I saw The Dr. last Monday.  The Monday before, July 1 st, I had called and left a message asking The Dr. to send my pharmacy a script for prednisone.  He had given me a pred prescription at the end of May, with two repeats.  I had gone through those, and the pharmacist had extended me another.  The time between pred bursts had shrunk to just days and it was pointless to suffer needlessly. I wrote last time about seeing a rheumatologist to deal with osteo and rheumatoid issues and The Dr. was not aware I had, so I was rightly expecting resistance to my pred binge.  June called me on Wed July 3rd to tell me to come in to see The Dr. about The Prednisone Prescriptions.  You can tell when June is telling you something in code, giving you a heads up.

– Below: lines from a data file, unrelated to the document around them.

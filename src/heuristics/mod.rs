// POWERCAP SEARCH STRATEGIES
// ONE VARIANT PER HEURISTIC MODE. EACH OWNS ITS OWN PHASE ENUM AND SUB-STATE;
// ALL OF THEM SHARE THE SearchContext PRIMITIVES.
//
// CONTRACT: step() CONSUMES ONE SAMPLE TAKEN AT ctx.current() AND EITHER
// LEAVES THE NEXT CONFIGURATION IN ctx (Continue) OR ASKS THE ENGINE TO
// FREEZE THE BEST CONFIGURATION (Converge). THE ENGINE OWNS stop_searching().

pub mod binary;
pub mod dynamic;
pub mod highest;
pub mod model_based;
pub mod two_step;

pub use binary::BinarySearch;
pub use dynamic::{DynamicSearch, ThreadDiscovery};
pub use highest::HighestThreads;
pub use model_based::ModelSearch;
pub use two_step::{TwoStep, TwoStepStateful};

use crate::config::{EngineConfig, HeuristicMode};
use crate::error::EngineError;
use crate::model::ModelTables;
use crate::search::{BestConfig, Sample, SearchContext};

#[derive(Clone, Copy, Debug, PartialEq, Eq)]
pub enum Transition {
    Continue,
    Converge,
}

#[derive(Clone, Debug)]
pub enum Strategy {
    Fixed,
    Dynamic(DynamicSearch),
    HighestThreads(HighestThreads),
    BinarySearch(BinarySearch),
    TwoStep(TwoStep),
    TwoStepStateful(TwoStepStateful),
    Model(ModelSearch),
}

impl Strategy {
    pub fn for_config(cfg: &EngineConfig) -> Self {
        match cfg.heuristic {
            HeuristicMode::Fixed => Self::Fixed,
            HeuristicMode::Dynamic => Self::Dynamic(DynamicSearch::new()),
            HeuristicMode::HighestThreads => Self::HighestThreads(HighestThreads::new()),
            HeuristicMode::BinarySearch => Self::BinarySearch(BinarySearch::new(cfg.total_threads, cfg.max_pstate())),
            HeuristicMode::TwoStep => Self::TwoStep(TwoStep::new()),
            HeuristicMode::TwoStepStateful => Self::TwoStepStateful(TwoStepStateful::new()),
            HeuristicMode::Model => Self::Model(ModelSearch::new(cfg)),
        }
    }

    pub fn step(&mut self, ctx: &mut SearchContext, sample: &Sample) -> Result<Transition, EngineError> {
        match self {
            // STATIC CONFIGURATION: THE SEED IS THE ANSWER
            Self::Fixed => {
                let cur = ctx.current();
                ctx.best = Some(BestConfig {
                    throughput: sample.throughput,
                    threads: cur.threads,
                    pstate: cur.pstate,
                    power: sample.power,
                });
                Ok(Transition::Converge)
            }
            Self::Dynamic(s) => s.step(ctx, sample),
            Self::HighestThreads(s) => s.step(ctx, sample),
            Self::BinarySearch(s) => s.step(ctx, sample),
            Self::TwoStep(s) => s.step(ctx, sample),
            Self::TwoStepStateful(s) => s.step(ctx, sample),
            Self::Model(s) => s.step(ctx, sample),
        }
    }

    // BACK TO THE FIRST PHASE WITH EVERY CARRIED FIELD AT ITS SENTINEL.
    // CALLED ON CONVERGENCE AND ON RESTART. MODEL TABLES SURVIVE.
    pub fn reset(&mut self) {
        match self {
            Self::Fixed => {}
            Self::Dynamic(s) => s.reset(),
            Self::HighestThreads(s) => s.reset(),
            Self::BinarySearch(s) => s.reset(),
            Self::TwoStep(s) => s.reset(),
            Self::TwoStepStateful(s) => s.reset(),
            Self::Model(_) => {}
        }
    }

    pub fn phase_label(&self) -> &'static str {
        match self {
            Self::Fixed => "FIXED",
            Self::Dynamic(s) => s.phase().label(),
            Self::HighestThreads(s) => s.phase().label(),
            Self::BinarySearch(s) => s.phase().label(),
            Self::TwoStep(s) => s.phase().label(),
            Self::TwoStepStateful(s) => s.phase().label(),
            Self::Model(_) => "SWEEP",
        }
    }

    pub fn model(&self) -> Option<&ModelTables> {
        match self {
            Self::Model(s) => Some(s.tables()),
            _ => None,
        }
    }
}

  My spirits, my mindset, frame of mind has not been as positive as it has been for the last year.  The last month specifically I had, began to doubt that I could ever have a transplant because I have cancer.  That doubt turned into a certainty as I researched deeper and found many jurisdictions where any type of cancer, anytime, cured or not would disqualify you for any kind of transplant.  The most liberal places allowed for it but only in situations where the patient had been cancer free for a period of five years.   I have been worried that I might fall into a depression.  Depression has been far away from me for a long time now, the better part of a decade.  I really do not want to experience that while either fighting for my life through a transplant or living a meaningful death if I am told I can't have one.  I think just recognizing the dangerous times and old feelings will be enough to avoid the blackness.  I hope.  I hope.

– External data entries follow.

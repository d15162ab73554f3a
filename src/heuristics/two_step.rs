// POWERCAP TWO-STEP SEARCH
// STATELESS: CLIMB THREADS AT THE SLOWEST P-STATE, THEN SPEND THE HEADROOM ON
// FREQUENCY. EVERY RESTART BEGINS FROM (1 THREAD, SLOWEST P-STATE).
// STATEFUL: DYNAMIC0 THREAD DISCOVERY FROM THE PREVIOUS OPTIMUM, SLOWING DOWN
// UNTIL SOMETHING FITS, THEN THE SAME FREQUENCY CLIMB.

use crate::error::EngineError;
use crate::search::{Sample, SearchContext};

use super::dynamic::{Discovery, ThreadDiscovery};
use super::Transition;

#[derive(Clone, Copy, Debug, PartialEq, Eq)]
pub enum TwoStepPhase {
    Threads,
    Frequency,
}

impl TwoStepPhase {
    pub fn label(self) -> &'static str {
        match self {
            Self::Threads => "THREADS",
            Self::Frequency => "FREQUENCY",
        }
    }
}

#[derive(Clone, Debug)]
pub struct TwoStep {
    phase: TwoStepPhase,
}

impl TwoStep {
    pub fn new() -> Self {
        Self { phase: TwoStepPhase::Threads }
    }

    pub fn phase(&self) -> TwoStepPhase {
        self.phase
    }

    pub fn reset(&mut self) {
        self.phase = TwoStepPhase::Threads;
    }

    pub fn step(&mut self, ctx: &mut SearchContext, sample: &Sample) -> Result<Transition, EngineError> {
        let under = ctx.under_cap(sample.power);
        if under {
            ctx.update_best_config(sample.throughput, sample.power);
        }

        match self.phase {
            TwoStepPhase::Threads => {
                if under && ctx.threads() < ctx.total_threads() && ctx.above_degradation(sample.throughput) {
                    ctx.add_thread()?;
                    return Ok(Transition::Continue);
                }
                if let Some(t) = ctx.best_threads() {
                    ctx.set_threads(t)?;
                }
                if ctx.pstate() == 0 {
                    return Ok(Transition::Converge);
                }
                ctx.faster()?;
                self.phase = TwoStepPhase::Frequency;
                crate::log_debug!("TWO-STEP: {} THREADS, P-STATE {}", ctx.threads(), ctx.pstate());
                Ok(Transition::Continue)
            }
            TwoStepPhase::Frequency => {
                if under && ctx.pstate() > 0 {
                    ctx.faster()?;
                    return Ok(Transition::Continue);
                }
                Ok(Transition::Converge)
            }
        }
    }
}

impl Default for TwoStep {
    fn default() -> Self {
        Self::new()
    }
}

#[derive(Clone, Debug)]
pub struct TwoStepStateful {
    phase: TwoStepPhase,
}

impl TwoStepStateful {
    pub fn new() -> Self {
        Self { phase: TwoStepPhase::Threads }
    }

    pub fn phase(&self) -> TwoStepPhase {
        self.phase
    }

    pub fn reset(&mut self) {
        self.phase = TwoStepPhase::Threads;
    }

    pub fn step(&mut self, ctx: &mut SearchContext, sample: &Sample) -> Result<Transition, EngineError> {
        match self.phase {
            TwoStepPhase::Threads => match ThreadDiscovery::step(ctx, sample)? {
                Discovery::Continue => Ok(Transition::Continue),
                Discovery::Exhausted => self.from_phase0_to_next(ctx),
            },
            TwoStepPhase::Frequency => self.frequency(ctx, sample),
        }
    }

    // NOTHING FIT YET: SLOW DOWN AND RETRY THE THREAD SWEEP
    fn from_phase0_to_next(&mut self, ctx: &mut SearchContext) -> Result<Transition, EngineError> {
        match ctx.best {
            None => {
                if ctx.pstate() == ctx.max_pstate() {
                    return Ok(Transition::Converge);
                }
                ctx.slower()?;
                crate::log_debug!("TWO-STEP-STATEFUL: NOTHING FITS, RETRYING AT P-STATE {}", ctx.pstate());
                Ok(Transition::Continue)
            }
            Some(best) => {
                if ctx.pstate() == 0 {
                    return Ok(Transition::Converge);
                }
                ctx.set_threads(best.threads)?;
                ctx.faster()?;
                self.phase = TwoStepPhase::Frequency;
                crate::log_debug!("TWO-STEP-STATEFUL: {} THREADS, P-STATE {}", ctx.threads(), ctx.pstate());
                Ok(Transition::Continue)
            }
        }
    }

    fn frequency(&mut self, ctx: &mut SearchContext, sample: &Sample) -> Result<Transition, EngineError> {
        let under = ctx.under_cap(sample.power);
        if under {
            ctx.update_best_config(sample.throughput, sample.power);
        }
        if (under && ctx.pstate() == 0) || (!under && ctx.threads() == 1) {
            return Ok(Transition::Converge);
        }
        if under {
            ctx.faster()?;
            return Ok(Transition::Continue);
        }
        if ctx.best.is_none() && ctx.pstate() < ctx.max_pstate() {
            ctx.slower()?;
            return Ok(Transition::Continue);
        }
        Ok(Transition::Converge)
    }
}

impl Default for TwoStepStateful {
    fn default() -> Self {
        Self::new()
    }
}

The visit with The Dr. was as positive as could be.  Having time to prepare meant I was able to ask my all of my questions.  I was a little worried that I would be negative with The Dr., difficult to deal with.  I was not and The Dr. was as forthright as I could have hoped.  He also had a lot of questions about what I was doing, how I was feeling, how much I was exercising and my state of mind.  We discussed prednisone, the pros and cons, the new meds from the rheumatologist that will counter the pred and my genetic predispositions.  I asked him straight up if having cancer precluded me from having a lung transplant here in Quebec.  The answer of course was not so simple, but it was honest and acceptable.  My cancer is small, slow, not virulent as these things go.  That is what The Dr. and his friends at the Jewish saw in April.  If that is what they see again when I have the CT scan ( not yet bloody scheduled!) in the next week or so then The Dr. says the following will take place;  I will start a cell level targeted nuclear medicine therapy at the Jewish, and, The Dr. will finally sign off on my lung transplant application at Notre Dame Hospital.  I think if I have those three things done in the next six weeks or so I will be satisfied.  The Dr. emphasized, again, that I have no surgical options for the cancer.  Nor do I have any surgical options, period.  We discussed the PFT test that I had last month at the Lakeshore.  Of course there was no miraculous increase in my capacities, that sort of shit does not happen in real life lung disease.  On a positive (?) note, the numbers continue to fall and my survival prognosis is firmly in the 50% 2 years, meaning that I have a 50% chance of being alive in 2 years.  You need that number or less for a transplant, so it does have a sunny side.    At the end of the discussion The Dr. and I, along with Nicole, decided that regular prednisone was worth a try.  15 mg daily.  I am a week in with that as of tomorrow and I feel very good.  

I will post this now.  More to come.